研究者在临床试验全过程均需按方案要求收集受试者相关检查数据。数据收集后,研究者需要对数据进行判断并留有记录。CRA核对检查报告单数据时,不仅要核对CRF与报告单数据的一致性及患者的检查日期,注意研究者前后对数据判断的逻辑性等,还需核对医院电子系统中是否存在相应检查报告单以及相关数据是否一致。当临床试验相关检查报告单不利于保存时,需注意将副本同原报告单一并保存,如心电图检查报告一般为热敏纸,存放时间过久会导致报告图像字迹不清晰,需复印一份同原报告一起保存。

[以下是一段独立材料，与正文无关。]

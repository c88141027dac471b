//! Retry policy and validation predicates

use crate::error::{Error, Result};
use crate::pagination::extract_path;
use std::fmt;
use std::sync::Arc;
use std::time::Duration;

/// Bounded exponential backoff
///
/// The delay after attempt `n` (1-based) is
/// `initial_delay * backoff_multiplier^(n - 1)`.
#[derive(Debug, Clone, PartialEq)]
pub struct RetryPolicy {
    /// Total number of send attempts, including the first
    pub max_attempts: u32,
    /// Delay after the first failed attempt
    pub initial_delay: Duration,
    /// Growth factor applied per attempt
    pub backoff_multiplier: f64,
    /// Timeout for a single attempt
    pub timeout_per_attempt: Duration,
}

impl Default for RetryPolicy {
    fn default() -> Self {
        Self {
            max_attempts: 10,
            initial_delay: Duration::from_secs(3),
            backoff_multiplier: 2.0,
            timeout_per_attempt: Duration::from_secs(15),
        }
    }
}

impl RetryPolicy {
    /// Create a policy, rejecting non-positive values
    pub fn new(
        max_attempts: u32,
        initial_delay: Duration,
        backoff_multiplier: f64,
        timeout_per_attempt: Duration,
    ) -> Result<Self> {
        let policy = Self {
            max_attempts,
            initial_delay,
            backoff_multiplier,
            timeout_per_attempt,
        };
        policy.validate()?;
        Ok(policy)
    }

    /// Check that every setting is positive
    pub fn validate(&self) -> Result<()> {
        if self.max_attempts == 0 {
            return Err(Error::invalid_value("max_attempts", "must be at least 1"));
        }
        if self.initial_delay.is_zero() {
            return Err(Error::invalid_value("initial_delay", "must be positive"));
        }
        if !self.backoff_multiplier.is_finite() || self.backoff_multiplier <= 0.0 {
            return Err(Error::invalid_value(
                "backoff_multiplier",
                "must be a positive number",
            ));
        }
        if self.timeout_per_attempt.is_zero() {
            return Err(Error::invalid_value("timeout", "must be positive"));
        }
        Ok(())
    }

    /// Delay to wait after the given failed attempt (1-based)
    pub fn delay_for_attempt(&self, attempt: u32) -> Duration {
        let exponent = attempt.saturating_sub(1).min(i32::MAX as u32) as i32;
        let factor = self.backoff_multiplier.powi(exponent);
        let nanos = self.initial_delay.as_nanos() as f64 * factor;

        if nanos >= u64::MAX as f64 {
            Duration::from_nanos(u64::MAX)
        } else {
            Duration::from_nanos(nanos as u64)
        }
    }
}

/// Outcome of checking a response body
#[derive(Debug, Clone, PartialEq, Eq)]
pub enum Validation {
    /// Body is acceptable
    Valid,
    /// Body should be retried, with the reason
    Invalid(String),
}

impl Validation {
    /// Check if the body was accepted
    pub fn is_valid(&self) -> bool {
        matches!(self, Self::Valid)
    }
}

impl From<bool> for Validation {
    fn from(ok: bool) -> Self {
        if ok {
            Self::Valid
        } else {
            Self::Invalid("response rejected by validator".to_string())
        }
    }
}

/// Caller-supplied check deciding whether a response body is usable
#[derive(Clone)]
pub struct Validator(Arc<dyn Fn(&str) -> Validation + Send + Sync>);

impl Validator {
    /// Wrap a predicate
    pub fn new<F, V>(check: F) -> Self
    where
        F: Fn(&str) -> V + Send + Sync + 'static,
        V: Into<Validation>,
    {
        Self(Arc::new(move |body| check(body).into()))
    }

    /// Accept every body
    pub fn accept_all() -> Self {
        Self::new(|_| Validation::Valid)
    }

    /// Require the body to be JSON containing the given dotted path
    pub fn require_json_field(path: impl Into<String>) -> Self {
        let path = path.into();
        Self::new(move |body| match serde_json::from_str::<serde_json::Value>(body) {
            Ok(value) if extract_path(&value, &path).is_some() => Validation::Valid,
            Ok(_) => Validation::Invalid(format!("`{path}` key not present")),
            Err(e) => Validation::Invalid(format!("body is not valid JSON: {e}")),
        })
    }

    /// Run `self`, then `next` on bodies `self` accepts
    #[must_use]
    pub fn and(self, next: Validator) -> Self {
        Self(Arc::new(move |body| match self.check(body) {
            Validation::Valid => next.check(body),
            invalid => invalid,
        }))
    }

    /// Run the check
    pub fn check(&self, body: &str) -> Validation {
        (self.0)(body)
    }
}

impl Default for Validator {
    fn default() -> Self {
        Self::accept_all()
    }
}

impl fmt::Debug for Validator {
    fn fmt(&self, f: &mut fmt::Formatter<'_>) -> fmt::Result {
        f.debug_struct("Validator").finish_non_exhaustive()
    }
}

对于主观型数据,研究者应及时记录,避免回忆出现偏差导致数据不准确。同时应尽量避免修订,如确需修订,需注明修订原因及修订日期并签字,注意修订频率及修订数据是否为试验主要指标。


临床试验方案要求收集的数据在医院源文件中可能同时有多个文件涉及,为避免源文件来源混乱,建议医院及研究者在临床试验开始前确定好各数据的源数据出处。